[Data items]

******************************

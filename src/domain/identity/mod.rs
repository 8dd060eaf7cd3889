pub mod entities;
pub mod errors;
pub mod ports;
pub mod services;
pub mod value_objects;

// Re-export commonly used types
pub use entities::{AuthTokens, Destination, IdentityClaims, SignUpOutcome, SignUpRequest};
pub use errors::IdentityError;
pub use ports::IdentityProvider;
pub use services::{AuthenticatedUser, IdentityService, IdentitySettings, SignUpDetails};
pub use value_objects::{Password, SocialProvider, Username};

******************************

ASSIGNED TASK ->
Write down every record shown above precisely.

RESULT OF THIS TASK ->
filename src/domain/identity/mod.rs
repository 8dd060eaf7cd3889
pub mod entities;
pub mod errors;
pub mod ports;
pub mod services;
pub mod value_objects;

// Re-export commonly used types
pub use entities::{AuthTokens, Destination, IdentityClaims, SignUpOutcome, SignUpRequest};
pub use errors::IdentityError;
pub use ports::IdentityProvider;
pub use services::{AuthenticatedUser, IdentityService, IdentitySettings, SignUpDetails};
pub use value_objects::{Password, SocialProvider, Username};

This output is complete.